I have a text file with mixed carriage returns ('\n' and '\r\n').

On Linux, both the std::string getline() global function and the
std::iostream getline() member function are keeping some of the newlines in
the result (I suspect they look only for the '\n').

* Is there a quick way I can tell either function to gobble up both
Windows-style and Unix-style newlines?

* If not, what would be an efficient way of getting rid of them? Currently
I use string::find_last_of("\n\r") + string::erase() but this is not very
efficient.

Apr 5 '08 #1
5 15425
On 2008-04-05 15:25, barcaroller wrote:
I have a text file with mixed carriage returns ('\n' and '\r\n').

On Linux, both the std::string getline() global function and the
std::iostream getline() member function are keeping some of the newlines in
the result (I suspect they look only for the '\n').

* Is there a quick way I can tell either function to gobble up both
Windows-style and Unix-style newlines?
While you can specify the delimiting character you can only specify one
character.
* If not, what would be an efficient way of getting rid of them? Currently
I use string::find_last_of("\n\r") + string::erase() but this is not very
efficient.
Since the Windows sequence is \r\n and getline() uses \n as delimiter
any line with a Windows linebreak will end with \r. Use this knowledge
to reduce the work required:

std::string str;
std::getline(file, str);

if (str[str.size() - 1] == '\r')
str.resize(str.size() - 1);

--
Erik Wikström
Apr 5 '08 #2
On Sat, 05 Apr 2008 09:25:11 -0400, barcaroller wrote:
I have a text file with mixed carriage returns ('\n' and '\r\n').
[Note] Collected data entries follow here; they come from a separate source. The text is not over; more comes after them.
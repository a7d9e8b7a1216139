//! Extraction engine for bank payment notification messages.
//!
//! Cambodian banks push free-text payment notifications through
//! Telegram bots, each with its own wording, in English and Khmer.
//! This crate turns one message into a structured [`ParseResult`]:
//! currency, amount, transaction time (ICT), reference, and payer.
//!
//! Dispatch is by source id. Known sources get a dedicated extractor
//! tuned to their template; everything else, and any known source
//! whose template missed, runs the universal pattern list. Extraction
//! never fails: fields a message doesn't carry come back absent.
//!
//! ```
//! let result = riel_extract::parse(
//!     Some("ACLEDABankBot"),
//!     "Received 9.60 USD from 089 536 367, 11-Oct-2025 10:12AM. Ref.ID: 528417",
//! );
//! assert_eq!(result.currency.code(), "USD");
//! assert!(result.amount.is_some());
//! ```

pub mod extract;
pub mod registry;
pub mod types;

mod patterns;
mod reference;
mod timestamp;

pub use extract::{parse, parse_at, Extractor};
pub use registry::{Registry, RegistryError};
pub use timestamp::{ict, now_ict};
pub use types::ParseResult;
On Linux, both the std::string getline() global function and the
std::iostream getline() member function are keeping some of the newlines
in the result (I suspect they look only for the '\n').

* Is there a quick way I can tell either function to gobble up both
Windows-style and Unix-style newlines?

* If not, what would be an efficient way of getting rid of them?
Currently
I use string::find_last_of("\n\r") + string::erase() but this is not
very efficient.
A simple and quick solution, adjust it to your own needs:

#include <iostream>
#include <sstream>

std::istream & getline(std::istream & in, std::string & out) {
char c;
while(in.get(c).good()) {
if(c == '\n') {
c = in.peek();
if(in.good()) {
if(c == '\r') {
in.ignore();
}
}
break;
}
out.append(1,c);
}
return in;
}

int main() {
std::istringstream strm("alpha\nbeta\n\r...\n\romega\n\n");
for(int i = 0; strm.good(); ++i) {
std::string line;
getline(strm,line);
std::cout<<i<<"\t"<<line<<std::endl;
}
return 0;
}

--
OU
Apr 5 '08 #3
On Sat, 05 Apr 2008 13:45:39 +0000, Obnoxious User wrote:
On Sat, 05 Apr 2008 09:25:11 -0400, barcaroller wrote:
>I have a text file with mixed carriage returns ('\n' and '\r\n').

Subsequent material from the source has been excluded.